# Time Series Modeling Walkthrough

In this notebook, we will explore how to create a time series forecasting model using Python. The dataset used here contains a time series with regular intervals, and we will walk through key steps such as stationarity checks, model selection, and evaluation.

## Step 1: Load the Dataset

In [None]:

# Import necessary libraries
import pandas as pd
import matplotlib.pyplot as plt

# Load the dataset (replace 'your_data.csv' with your actual file path)
df = pd.read_csv('your_data.csv')

# Convert the date column to datetime and set as index
df['date_column'] = pd.to_datetime(df['date_column'])
df.set_index('date_column', inplace=True)
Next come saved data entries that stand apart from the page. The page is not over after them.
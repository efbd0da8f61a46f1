//! Results screen: score, accuracy and performance badge

use quizzly_application::ReplayMode;
use quizzly_domain::{PerformanceTier, QuizResult, QuizSettings};
use ratatui::{
    buffer::Buffer,
    layout::{Alignment, Constraint, Direction, Layout, Rect},
    style::{Color, Modifier, Style},
    text::{Line, Span},
    widgets::{Block, Borders, Gauge, Padding, Paragraph, Widget},
};

pub struct ResultsWidget<'a> {
    result: &'a QuizResult,
    settings: Option<&'a QuizSettings>,
    replay: ReplayMode,
}

impl<'a> ResultsWidget<'a> {
    pub fn new(result: &'a QuizResult, settings: Option<&'a QuizSettings>, replay: ReplayMode) -> Self {
        Self {
            result,
            settings,
            replay,
        }
    }

    fn badge(tier: PerformanceTier) -> (&'static str, Color) {
        match tier {
            PerformanceTier::Trophy => ("🏆", Color::Yellow),
            PerformanceTier::Target => ("🎯", Color::Cyan),
            PerformanceTier::Zap => ("⚡", Color::Magenta),
        }
    }
}

impl Widget for ResultsWidget<'_> {
    fn render(self, area: Rect, buf: &mut Buffer) {
        let block = Block::default()
            .borders(Borders::ALL)
            .title(" Results ")
            .padding(Padding::horizontal(1));
        let inner = block.inner(area);
        block.render(area, buf);

        let chunks = Layout::default()
            .direction(Direction::Vertical)
            .constraints([
                Constraint::Length(1),
                Constraint::Length(2), // badge + message
                Constraint::Length(1),
                Constraint::Length(4), // stats
                Constraint::Length(1), // accuracy gauge
                Constraint::Length(1),
                Constraint::Min(1), // replay hint
            ])
            .split(inner);

        let (icon, color) = Self::badge(self.result.performance_tier());
        Paragraph::new(vec![
            Line::from(Span::raw(icon)),
            Line::from(Span::styled(
                self.result.performance_message(),
                Style::default().fg(color).add_modifier(Modifier::BOLD),
            )),
        ])
        .alignment(Alignment::Center)
        .render(chunks[1], buf);

        let label = Style::default().fg(Color::Cyan);
        let mut stats = vec![
            Line::from(vec![
                Span::styled("Score      ", label),
                Span::styled(
                    format!("{} / {}", self.result.score, self.result.max_score()),
                    Style::default().add_modifier(Modifier::BOLD),
                ),
            ]),
            Line::from(vec![
                Span::styled("Correct    ", label),
                Span::styled(
                    self.result.correct_answers().to_string(),
                    Style::default().fg(Color::Green),
                ),
                Span::styled("   Incorrect  ", label),
                Span::styled(
                    self.result.incorrect_answers().to_string(),
                    Style::default().fg(Color::Red),
                ),
            ]),
        ];
        if let Some(settings) = self.settings {
            stats.push(Line::from(vec![
                Span::styled("Topic      ", label),
                Span::raw(format!("{} ({})", settings.topic, settings.difficulty)),
            ]));
        }
        Paragraph::new(stats).render(chunks[3], buf);

        Gauge::default()
            .gauge_style(Style::default().fg(color).bg(Color::Black))
            .percent(self.result.percentage().min(100) as u16)
            .label(format!("{}% accuracy", self.result.percentage()))
            .render(chunks[4], buf);

        let replay = match self.replay {
            ReplayMode::SameQuestions => "r: play the same questions again",
            ReplayMode::Regenerate => "r: play again with new questions",
        };
        Paragraph::new(vec![
            Line::from(Span::styled(replay, Style::default().fg(Color::DarkGray))),
            Line::from(Span::styled(
                "h: new quiz   q: quit",
                Style::default().fg(Color::DarkGray),
            )),
        ])
        .render(chunks[6], buf);
    }
}

#[cfg(test)]
mod tests {
    use super::*;
    use quizzly_domain::DifficultySetting;

    fn rendered(widget: ResultsWidget<'_>) -> String {
        let area = Rect::new(0, 0, 60, 16);
        let mut buf = Buffer::empty(area);
        widget.render(area, &mut buf);
        buf.content().iter().map(|c| c.symbol()).collect()
    }

    #[test]
    fn test_results_for_one_of_three() {
        let result = QuizResult::new(10, 3);
        let settings = QuizSettings::new("Space", 3, DifficultySetting::Mixed).unwrap();
        let content = rendered(ResultsWidget::new(
            &result,
            Some(&settings),
            ReplayMode::SameQuestions,
        ));

        assert!(content.contains("KEEP PUSHING FORWARD"));
        assert!(content.contains("10 / 30"));
        assert!(content.contains("33% accuracy"));
        assert!(content.contains("Space (mixed)"));
        assert!(content.contains("same questions"));
    }

    #[test]
    fn test_replay_hint_follows_mode() {
        let result = QuizResult::new(30, 3);
        let content = rendered(ResultsWidget::new(&result, None, ReplayMode::Regenerate));
        assert!(content.contains("new questions"));
        assert!(content.contains("30 / 30"));
    }

    #[test]
    fn test_badges_differ_per_tier() {
        let (trophy, _) = ResultsWidget::badge(PerformanceTier::Trophy);
        let (zap, _) = ResultsWidget::badge(PerformanceTier::Zap);
        assert_ne!(trophy, zap);
    }
}
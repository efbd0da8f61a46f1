//! Generative model strategy
//!
//! Sends the quiz prompt through an [`LlmGateway`] and repairs whatever JSON
//! comes back into a usable question list.

use crate::config::BehaviorConfig;
use crate::ports::llm_gateway::{GatewayError, LlmGateway};
use crate::ports::question_provider::{GenerationError, QuestionProvider};
use async_trait::async_trait;
use quizzly_domain::{Model, Question, QuizPromptTemplate, QuizSettings, parse_generated_questions};
use rand::SeedableRng;
use rand::rngs::StdRng;
use std::sync::{Arc, Mutex, PoisonError};
use tracing::{debug, info, warn};

/// Asks a model for questions
pub struct LlmQuestionProvider {
    gateway: Arc<dyn LlmGateway>,
    model: Model,
    behavior: BehaviorConfig,
    rng: Mutex<StdRng>,
}

impl LlmQuestionProvider {
    pub fn new(gateway: Arc<dyn LlmGateway>, model: Model) -> Self {
        Self {
            gateway,
            model,
            behavior: BehaviorConfig::default(),
            rng: Mutex::new(StdRng::from_entropy()),
        }
    }

    pub fn with_behavior(mut self, behavior: BehaviorConfig) -> Self {
        self.behavior = behavior;
        self
    }

    /// Seed the RNG used when repairing missing difficulties
    pub fn with_seed(mut self, seed: u64) -> Self {
        self.rng = Mutex::new(StdRng::seed_from_u64(seed));
        self
    }

    pub fn model(&self) -> &Model {
        &self.model
    }

    async fn request(&self, prompt: &str) -> Result<String, GatewayError> {
        let session = self
            .gateway
            .create_session_with_system_prompt(&self.model, QuizPromptTemplate::system())
            .await?;
        session.send(prompt).await
    }
}

#[async_trait]
impl QuestionProvider for LlmQuestionProvider {
    fn name(&self) -> &str {
        self.model.as_str()
    }

    async fn generate(&self, settings: &QuizSettings) -> Result<Vec<Question>, GenerationError> {
        info!(
            "Requesting {} {} questions about '{}' from {}",
            settings.question_count(),
            settings.difficulty,
            settings.topic,
            self.model
        );

        let prompt = QuizPromptTemplate::generation_prompt(
            &settings.topic,
            settings.question_count(),
            settings.difficulty,
        );

        let text = match self.behavior.timeout {
            Some(limit) => tokio::time::timeout(limit, self.request(&prompt))
                .await
                .map_err(|_| {
                    warn!("Generation timed out after {:?}", limit);
                    GenerationError::Timeout(limit)
                })??,
            None => self.request(&prompt).await?,
        };
        debug!("Received {} bytes from {}", text.len(), self.model);

        let mut rng = self.rng.lock().unwrap_or_else(PoisonError::into_inner);
        let questions = parse_generated_questions(&text, settings, &mut *rng).map_err(|e| {
            warn!("Could not use response from {}: {}", self.model, e);
            GenerationError::from(e)
        })?;

        if questions.len() != settings.question_count() {
            debug!(
                "Model returned {} questions, {} requested",
                questions.len(),
                settings.question_count()
            );
        }
        Ok(questions)
    }
}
# Display the first few rows of the dataset
df.head()


## Step 2: Data Exploration and Visualization

In [None]:

# Plot the time series data
plt.figure(figsize=(10, 6))
plt.plot(df['value_column'], label='Time Series')
plt.title('Time Series Plot')
plt.xlabel('Date')
plt.ylabel('Values')
plt.legend()
plt.show()


## Step 3: Stationarity Check and Transformation

In [None]:

# Import the Augmented Dickey-Fuller test from statsmodels
from statsmodels.tsa.stattools import adfuller

# Perform the ADF test
result = adfuller(df['value_column'])

# Print the ADF statistic and p-value
print(f'ADF Statistic: {result[0]}')
print(f'p-value: {result[1]}')

# If p-value > 0.05, the data is not stationary. Differencing the data to remove trend:
df['value_diff'] = df['value_column'].diff().dropna()
df['value_diff'].plot(title='Differenced Time Series')
plt.show()


## Step 4: Train-Test Split

In [None]:

# Split the data into training and testing sets (80% train, 20% test)
train_size = int(len(df) * 0.8)
train, test = df.iloc[:train_size], df.iloc[train_size:]
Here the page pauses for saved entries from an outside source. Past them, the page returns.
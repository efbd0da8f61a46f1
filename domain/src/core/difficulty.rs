//! Difficulty value objects

use super::error::DomainError;
use serde::{Deserialize, Serialize};

/// Difficulty of a single question (Value Object)
///
/// Every question carries a concrete difficulty, which also decides how long
/// the player gets to answer it.
#[derive(Debug, Clone, Copy, PartialEq, Eq, Hash, Serialize, Deserialize)]
#[serde(rename_all = "lowercase")]
pub enum Difficulty {
    Easy,
    Medium,
    Hard,
}

impl Difficulty {
    /// All concrete difficulties, easiest first
    pub const ALL: [Difficulty; 3] = [Difficulty::Easy, Difficulty::Medium, Difficulty::Hard];

    pub fn as_str(&self) -> &'static str {
        match self {
            Difficulty::Easy => "easy",
            Difficulty::Medium => "medium",
            Difficulty::Hard => "hard",
        }
    }

    /// Seconds allowed to answer a question of this difficulty
    pub fn time_limit_secs(&self) -> u32 {
        match self {
            Difficulty::Easy => 30,
            Difficulty::Medium => 45,
            Difficulty::Hard => 60,
        }
    }
}

impl std::fmt::Display for Difficulty {
    fn fmt(&self, f: &mut std::fmt::Formatter<'_>) -> std::fmt::Result {
        write!(f, "{}", self.as_str())
    }
}

impl std::str::FromStr for Difficulty {
    type Err = DomainError;

    fn from_str(s: &str) -> Result<Self, Self::Err> {
        match s.trim().to_lowercase().as_str() {
            "easy" => Ok(Difficulty::Easy),
            "medium" => Ok(Difficulty::Medium),
            "hard" => Ok(Difficulty::Hard),
            other => Err(DomainError::InvalidDifficulty(other.to_string())),
        }
    }
}

/// Difficulty requested by the player
///
/// `Mixed` means "no difficulty filter" for the local bank and
/// "let the model vary it" for generated questions.
#[derive(Debug, Clone, Copy, PartialEq, Eq, Hash, Default, Serialize, Deserialize)]
#[serde(rename_all = "lowercase")]
pub enum DifficultySetting {
    Easy,
    Medium,
    Hard,
    #[default]
    Mixed,
}

impl DifficultySetting {
    /// All settings in the order the setup screen cycles through them
    pub const ALL: [DifficultySetting; 4] = [
        DifficultySetting::Easy,
        DifficultySetting::Medium,
        DifficultySetting::Hard,
        DifficultySetting::Mixed,
    ];

    pub fn as_str(&self) -> &'static str {
        match self {
            DifficultySetting::Easy => "easy",
            DifficultySetting::Medium => "medium",
            DifficultySetting::Hard => "hard",
            DifficultySetting::Mixed => "mixed",
        }
    }

    /// The concrete difficulty, or `None` for mixed
    pub fn fixed(&self) -> Option<Difficulty> {
        match self {
            DifficultySetting::Easy => Some(Difficulty::Easy),
            DifficultySetting::Medium => Some(Difficulty::Medium),
            DifficultySetting::Hard => Some(Difficulty::Hard),
            DifficultySetting::Mixed => None,
        }
    }

    pub fn is_mixed(&self) -> bool {
        matches!(self, DifficultySetting::Mixed)
    }

    /// Timer length for this setting; mixed is timed like easy
    pub fn time_limit_secs(&self) -> u32 {
        self.fixed().unwrap_or(Difficulty::Easy).time_limit_secs()
    }
}

impl From<Difficulty> for DifficultySetting {
    fn from(d: Difficulty) -> Self {
        match d {
            Difficulty::Easy => DifficultySetting::Easy,
            Difficulty::Medium => DifficultySetting::Medium,
            Difficulty::Hard => DifficultySetting::Hard,
        }
    }
}

impl std::fmt::Display for DifficultySetting {
    fn fmt(&self, f: &mut std::fmt::Formatter<'_>) -> std::fmt::Result {
        write!(f, "{}", self.as_str())
    }
}

impl std::str::FromStr for DifficultySetting {
    type Err = DomainError;

    fn from_str(s: &str) -> Result<Self, Self::Err> {
        if s.trim().eq_ignore_ascii_case("mixed") {
            return Ok(DifficultySetting::Mixed);
        }
        s.parse::<Difficulty>().map(DifficultySetting::from)
    }
}

#[cfg(test)]
mod tests {
    use super::*;

    #[test]
    fn test_time_limits() {
        assert_eq!(Difficulty::Easy.time_limit_secs(), 30);
        assert_eq!(Difficulty::Medium.time_limit_secs(), 45);
        assert_eq!(Difficulty::Hard.time_limit_secs(), 60);
        assert_eq!(DifficultySetting::Mixed.time_limit_secs(), 30);
    }

    #[test]
    fn test_parse_case_insensitive() {
        assert_eq!("HARD".parse::<Difficulty>().unwrap(), Difficulty::Hard);
        assert_eq!(
            " Mixed ".parse::<DifficultySetting>().unwrap(),
            DifficultySetting::Mixed
        );
        assert_eq!(
            "medium".parse::<DifficultySetting>().unwrap(),
            DifficultySetting::Medium
        );
    }

    #[test]
    fn test_parse_invalid() {
        assert!(matches!(
            "extreme".parse::<Difficulty>(),
            Err(DomainError::InvalidDifficulty(_))
        ));
        assert!("mixed".parse::<Difficulty>().is_err());
    }

    #[test]
    fn test_serde_lowercase() {
        let json = serde_json::to_string(&DifficultySetting::Mixed).unwrap();
        assert_eq!(json, "\"mixed\"");
        let d: Difficulty = serde_json::from_str("\"medium\"").unwrap();
        assert_eq!(d, Difficulty::Medium);
    }

    #[test]
    fn test_fixed() {
        assert_eq!(DifficultySetting::Hard.fixed(), Some(Difficulty::Hard));
        assert_eq!(DifficultySetting::Mixed.fixed(), None);
    }
}
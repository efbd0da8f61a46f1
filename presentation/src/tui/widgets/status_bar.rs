//! Status bar widget: screen indicator + key hints + flash messages

use crate::tui::keys::Screen;
use crate::tui::state::SetupField;
use ratatui::{
    buffer::Buffer,
    layout::Rect,
    style::{Color, Modifier, Style},
    text::{Line, Span},
    widgets::Widget,
};

pub struct StatusBarWidget<'a> {
    screen: Screen,
    generating: bool,
    flash: Option<&'a str>,
}

impl<'a> StatusBarWidget<'a> {
    pub fn new(screen: Screen, generating: bool, flash: Option<&'a str>) -> Self {
        Self {
            screen,
            generating,
            flash,
        }
    }

    fn indicator(&self) -> (&'static str, Color) {
        match self.screen {
            Screen::Setup(_) => ("SETUP", Color::Blue),
            Screen::Question => ("ANSWER", Color::Green),
            Screen::Feedback => ("REVIEW", Color::Yellow),
            Screen::Results => ("RESULTS", Color::Magenta),
        }
    }

    fn hints(&self) -> &'static str {
        match self.screen {
            Screen::Setup(_) if self.generating => "Esc:cancel  Ctrl+C:quit",
            Screen::Setup(SetupField::Topic) => "Enter:start  Tab:next field  F1:help  Ctrl+C:quit",
            Screen::Setup(_) => "←/→:change  Tab:next field  Enter:start  ?:help  q:quit",
            Screen::Question => "1-4/A-D:answer  Esc:home  ?:help  q:quit",
            Screen::Feedback => "Enter:continue  Esc:home  q:quit",
            Screen::Results => "r:play again  h:home  q:quit",
        }
    }
}

impl Widget for StatusBarWidget<'_> {
    fn render(self, area: Rect, buf: &mut Buffer) {
        // Fill background
        let bg_style = Style::default().bg(Color::DarkGray).fg(Color::White);
        for x in area.left()..area.right() {
            buf[(x, area.y)].set_style(bg_style).set_char(' ');
        }

        let (indicator, color) = self.indicator();
        let indicator_span = Span::styled(
            format!(" {} ", indicator),
            Style::default()
                .fg(Color::Black)
                .bg(color)
                .add_modifier(Modifier::BOLD),
        );
        let indicator_width = indicator.len() as u16 + 2;
        buf.set_line(
            area.x,
            area.y,
            &Line::from(vec![indicator_span]),
            indicator_width,
        );

        let right_text = self.flash.unwrap_or_else(|| self.hints());
        let right_width = right_text.chars().count() as u16;
        let right_x = area.right().saturating_sub(right_width + 1);
        if right_x > area.x + indicator_width {
            let right_line = Line::from(Span::styled(
                right_text,
                Style::default().fg(Color::White).bg(Color::DarkGray),
            ));
            buf.set_line(right_x, area.y, &right_line, right_width + 1);
        }
    }
}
# Plot the training and test sets
plt.figure(figsize=(10, 6))
plt.plot(train['value_column'], label='Train Set')
plt.plot(test['value_column'], label='Test Set', color='orange')
plt.title('Train-Test Split')
plt.legend()
plt.show()


## Step 5: Build an ARIMA Model

In [None]:

# Import ARIMA from statsmodels
from statsmodels.tsa.arima.model import ARIMA

# Build the ARIMA model (replace p, d, q with actual values after inspecting ACF/PACF plots)
model = ARIMA(train['value_column'], order=(5, 1, 0))  # Example: (p, d, q) = (5, 1, 0)
fitted_model = model.fit()

# Display the summary of the model
print(fitted_model.summary())


## Step 6: Forecasting and Evaluation

In [None]:

# Forecast on the test data
predictions = fitted_model.forecast(steps=len(test))
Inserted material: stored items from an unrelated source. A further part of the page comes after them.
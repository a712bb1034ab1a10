//! Parsing of the free-text `review` payload.
//!
//! The payload is `hour,minute,latitude,longitude,day,month`. Only hour,
//! latitude and longitude feed the engine; the rest is echoed back.

use safety_score_models::{EnvironmentalFlags, RiskInputs};
use thiserror::Error;

/// Number of values a review must contain.
pub const REVIEW_FIELD_COUNT: usize = 6;

/// Errors produced while parsing a review string.
#[derive(Debug, Clone, PartialEq, Eq, Error)]
pub enum ReviewError {
    /// A token is not a number.
    #[error("Invalid input format. All values must be numbers (got '{token}')")]
    NotNumeric {
        /// The offending token.
        token: String,
    },

    /// A token parsed but is NaN or infinite.
    #[error("Invalid input format. All values must be finite (got '{token}')")]
    NotFinite {
        /// The offending token.
        token: String,
    },

    /// The review does not contain exactly six values.
    #[error(
        "Input must contain exactly 6 values: hour, minute, latitude, longitude, day, month (got {found})"
    )]
    WrongCount {
        /// Number of values found.
        found: usize,
    },
}

/// The six numbers of a review, in request order.
#[derive(Debug, Clone, Copy, PartialEq)]
pub struct ReviewValues {
    /// Hour of day.
    pub hour: f64,
    /// Minute of the hour (echoed only).
    pub minute: f64,
    /// Latitude in decimal degrees.
    pub latitude: f64,
    /// Longitude in decimal degrees.
    pub longitude: f64,
    /// Day of month (echoed only).
    pub day: f64,
    /// Month (echoed only).
    pub month: f64,
}

impl ReviewValues {
    /// Parses a comma-separated review string.
    ///
    /// # Errors
    ///
    /// Returns an error if any token is not a finite number or the number
    /// of tokens is not exactly six.
    pub fn parse(review: &str) -> Result<Self, ReviewError> {
        let values = review
            .split(',')
            .map(parse_token)
            .collect::<Result<Vec<f64>, _>>()?;

        let [hour, minute, latitude, longitude, day, month] = values[..] else {
            return Err(ReviewError::WrongCount {
                found: values.len(),
            });
        };

        Ok(Self {
            hour,
            minute,
            latitude,
            longitude,
            day,
            month,
        })
    }

    /// Values in request order.
    #[must_use]
    pub fn to_vec(&self) -> Vec<f64> {
        vec![
            self.hour,
            self.minute,
            self.latitude,
            self.longitude,
            self.day,
            self.month,
        ]
    }

    /// Engine inputs for this review. `environment` is attached when given.
    #[must_use]
    pub const fn risk_inputs(&self, environment: Option<EnvironmentalFlags>) -> RiskInputs {
        let inputs = RiskInputs::new(self.latitude, self.longitude, self.hour);
        match environment {
            Some(flags) => inputs.with_environment(flags),
            None => inputs,
        }
    }
}

fn parse_token(token: &str) -> Result<f64, ReviewError> {
    let token = token.trim();
    let value: f64 = token.parse().map_err(|_| ReviewError::NotNumeric {
        token: token.to_string(),
    })?;

    if value.is_finite() {
        Ok(value)
    } else {
        Err(ReviewError::NotFinite {
            token: token.to_string(),
        })
    }
}

#[cfg(test)]
mod tests {
    use super::*;

    #[test]
    fn parses_six_values() {
        let values = ReviewValues::parse("23, 15, 28.6469, 77.3164, 4, 11").unwrap();
        assert!((values.hour - 23.0).abs() < f64::EPSILON);
        assert!((values.latitude - 28.6469).abs() < f64::EPSILON);
        assert!((values.longitude - 77.3164).abs() < f64::EPSILON);
        assert_eq!(values.to_vec(), vec![23.0, 15.0, 28.6469, 77.3164, 4.0, 11.0]);
    }

    #[test]
    fn rejects_wrong_count() {
        assert_eq!(
            ReviewValues::parse("1,2,3,4,5"),
            Err(ReviewError::WrongCount { found: 5 })
        );
        assert_eq!(
            ReviewValues::parse("1,2,3,4,5,6,7"),
            Err(ReviewError::WrongCount { found: 7 })
        );
    }

    #[test]
    fn rejects_non_numeric() {
        assert_eq!(
            ReviewValues::parse("1,2,abc,4,5,6"),
            Err(ReviewError::NotNumeric {
                token: "abc".to_string()
            })
        );
        assert!(matches!(
            ReviewValues::parse(""),
            Err(ReviewError::NotNumeric { .. })
        ));
        assert!(matches!(
            ReviewValues::parse("1,2,3,,5,6"),
            Err(ReviewError::NotNumeric { .. })
        ));
    }

    #[test]
    fn rejects_non_finite() {
        assert!(matches!(
            ReviewValues::parse("1,2,NaN,4,5,6"),
            Err(ReviewError::NotFinite { .. })
        ));
        assert!(matches!(
            ReviewValues::parse("1,2,3,inf,5,6"),
            Err(ReviewError::NotFinite { .. })
        ));
    }

    #[test]
    fn inputs_take_hour_lat_lon_and_flags() {
        let values = ReviewValues::parse("18,30,28.5,77.1,1,2").unwrap();
        let flags = crate::config::ScoringDefaults::default().environment;

        let inputs = values.risk_inputs(Some(flags));
        assert!((inputs.hour - 18.0).abs() < f64::EPSILON);
        assert!((inputs.latitude - 28.5).abs() < f64::EPSILON);
        assert!((inputs.longitude - 77.1).abs() < f64::EPSILON);
        assert_eq!(inputs.environment, Some(flags));

        assert_eq!(values.risk_inputs(None).environment, None);
    }
}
# Import mean_squared_error to calculate RMSE
from sklearn.metrics import mean_squared_error
import numpy as np

# Calculate RMSE
rmse = np.sqrt(mean_squared_error(test['value_column'], predictions))
print(f'RMSE: {rmse}')

# Plot actual vs predicted values
plt.figure(figsize=(10, 6))
plt.plot(test['value_column'], label='Actual')
plt.plot(predictions, label='Predicted', color='red')
plt.title('Actual vs Predicted')
plt.legend()
plt.show()


## Step 7: Model Tuning and Saving

In [None]:

# Save the model using joblib
import joblib

# Save the fitted model
joblib.dump(fitted_model, 'arima_model.pkl')
print("Model saved as arima_model.pkl")


## Step 8: Export CSV

In [None]:
# Save the predictions to a CSV file
output = pd.DataFrame({'Actual': test['value_column'], 'Predicted': predictions})
output.to_csv('predictions_output.csv', index=True)

print("Predictions saved to predictions_output.csv")